Not sure if it is covered already, but how are you taking your pre-boil gravity? Refractometer? Hydrometer? If hydrometer, are you cooling the sample or measuring and correcting based on the temp? Are you using the same device for all your gravity readings?

Interesting that your Mash Efficiency and Brewhouse Efficiency did not move much between these two processes. I follow a pretty simple BIAB process and get around 75% efficiency. A consistent 65% efficiency is not the worst thing, but I feel like you should be able to get higher.
 
Not sure if it is covered already, but how are you taking your pre-boil gravity? Refractometer? Hydrometer? If hydrometer, are you cooling the sample or measuring and correcting based on the temp? Are you using the same device for all your gravity readings?

Interesting that your Mash Efficiency and Brewhouse Efficiency did not move much between these two processes. I follow a pretty simple BIAB process and get around 75% efficiency. A consistent 65% efficiency is not the worst thing, but I feel like you should be able to get higher.
I'm using a refractometer for pre-boil and post-boil. I'm also using a hydrometer post-boil so I can build up a set of data for a correction factor to use the refractometer for final gravity.
 
I use brew father also (love it!!) and have found my efficiency went up after some advice to squeeze the bag like your life depended on it. Also I use these numbers for my grain absorption that another member advised to try and my numbers have been very good last to brews.

Screen Shot 2019-05-23 at 8.45.29 PM.png
 
How are you measuring pH? You can try building water with RO/Distilled + salts, to eliminate any potential water issues. Also, how are you measuring your temp? Where is the probe and have you verified it with another thermometer?
 
How are you measuring pH? You can try building water with RO/Distilled + salts, to eliminate any potential water issues. Also, how are you measuring your temp? Where is the probe and have you verified it with another thermometer?
I'm using an Apera PH60 meter. Taking a sample from my recirculating line around 10-15 minutes into the mash and place the dish in a bowl of cold water to chill it. If I need to add any lactic acid I add it 1mL at a time and let it recirculate for a few minutes before pulling another sample to check pH. The temp probe is close to my pickup tube for the front drain that supplies wort to the pump. I did another auto-tune on the system yesterday before brewing a porter, but didn't double check with my Thermopen yesterday.
 
@k-os did you ever get any efficiency improvements? I have a similar set up to you and have had similar efficiency woes. Curious if you ever found any solutions?
 
@k-os did you ever get any efficiency improvements? I have a similar set up to you and have had similar efficiency woes. Curious if you ever found any solutions?

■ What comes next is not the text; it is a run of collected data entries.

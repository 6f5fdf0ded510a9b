use thiserror::Error;

#[derive(Debug, Error)]
pub enum RuleLoadError {
    #[error("failed to read rule file {path}: {source}")]
    Io { path: String, #[source] source: std::io::Error },

    #[error("failed to parse rule file {path} as TOML: {source}")]
    Toml { path: String, #[source] source: toml::de::Error },

    #[error("rule '{rule_id}' in {path} failed schema validation: {reason}")]
    SchemaInvalid { path: String, rule_id: String, reason: String },

    #[error("invalid url_regex in rule '{rule_id}': {source}")]
    BadRegex { rule_id: String, #[source] source: regex::Error },

    #[error("duplicate rule_id '{rule_id}' across rule files")]
    DuplicateRuleId { rule_id: String },
}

Not consistently. I changed my Brewhouse Efficiency to 66% in Brewfather and have brewed 2 beers since then. One was a Porter that came in at 64% and a Centennial Pale Ale with Kveik that was at 70%. I'll be doing a Barleywine this weekend with 17lb of grain. I'll be checking my temperature probe accuracy again and compare to my Thermopen as I believe it is reading the temperature higher than it is (resulting in more attenuation than expected).